# [The task]
Could you filter the material and copy every line where the word "path" occurs?

# [Supplied material]

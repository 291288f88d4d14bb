//! Demo configuration
//!
//! Loaded from JSON; any field left out falls back to the classic demo
//! setup (5 Hz tone, 100 Hz sampling, step 0.3, 10 Hz smoothing).

use anyhow::{ensure, Context, Result};
use libdm::{Pipeline, DEFAULT_CUTOFF_HZ, DEFAULT_FILTER_ORDER};
use serde::{Deserialize, Serialize};
use std::path::Path;

#[derive(Debug, Clone, PartialEq, Serialize, Deserialize)]
#[serde(default)]
pub struct DemoConfig {
    /// Sample rate in Hz
    pub sample_rate_hz: f64,
    /// Length of the synthesized tone in seconds
    pub duration_secs: f64,
    /// Tone frequency in Hz
    pub tone_hz: f64,
    /// Tone peak amplitude
    pub amplitude: f64,
    /// Delta modulation step
    pub step_size: f64,
    /// Smoothing cutoff in Hz
    pub cutoff_hz: f64,
    /// Butterworth order
    pub order: usize,
}

impl Default for DemoConfig {
    fn default() -> Self {
        Self {
            sample_rate_hz: 100.0,
            duration_secs: 1.0,
            tone_hz: 5.0,
            amplitude: 1.0,
            step_size: 0.3,
            cutoff_hz: DEFAULT_CUTOFF_HZ,
            order: DEFAULT_FILTER_ORDER,
        }
    }
}

impl DemoConfig {
    /// Parse a JSON config file
    pub fn from_json_file(path: &Path) -> Result<Self> {
        let text = std::fs::read_to_string(path)
            .with_context(|| format!("Failed to read config {}", path.display()))?;
        Self::from_json_str(&text)
    }

    pub fn from_json_str(text: &str) -> Result<Self> {
        serde_json::from_str(text).context("Invalid config JSON")
    }

    /// Pipeline settings described by this config
    pub fn pipeline(&self) -> Pipeline {
        Pipeline::new(self.step_size, self.sample_rate_hz)
            .with_cutoff(self.cutoff_hz)
            .with_order(self.order)
    }

    /// Check the tone parameters; pipeline parameters are checked by libdm
    pub fn validate_tone(&self) -> Result<()> {
        ensure!(
            self.sample_rate_hz.is_finite() && self.sample_rate_hz > 0.0,
            "sample_rate_hz must be positive, got {}",
            self.sample_rate_hz
        );
        ensure!(
            self.duration_secs.is_finite() && self.duration_secs >= 0.0,
            "duration_secs must be non-negative, got {}",
            self.duration_secs
        );
        ensure!(self.tone_hz.is_finite(), "tone_hz must be finite");
        ensure!(self.amplitude.is_finite(), "amplitude must be finite");
        Ok(())
    }
}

# [Written solution]
use std::path::Path;
    pub fn from_json_file(path: &Path) -> Result<Self> {
        let text = std::fs::read_to_string(path)
            .with_context(|| format!("Failed to read config {}", path.display()))?;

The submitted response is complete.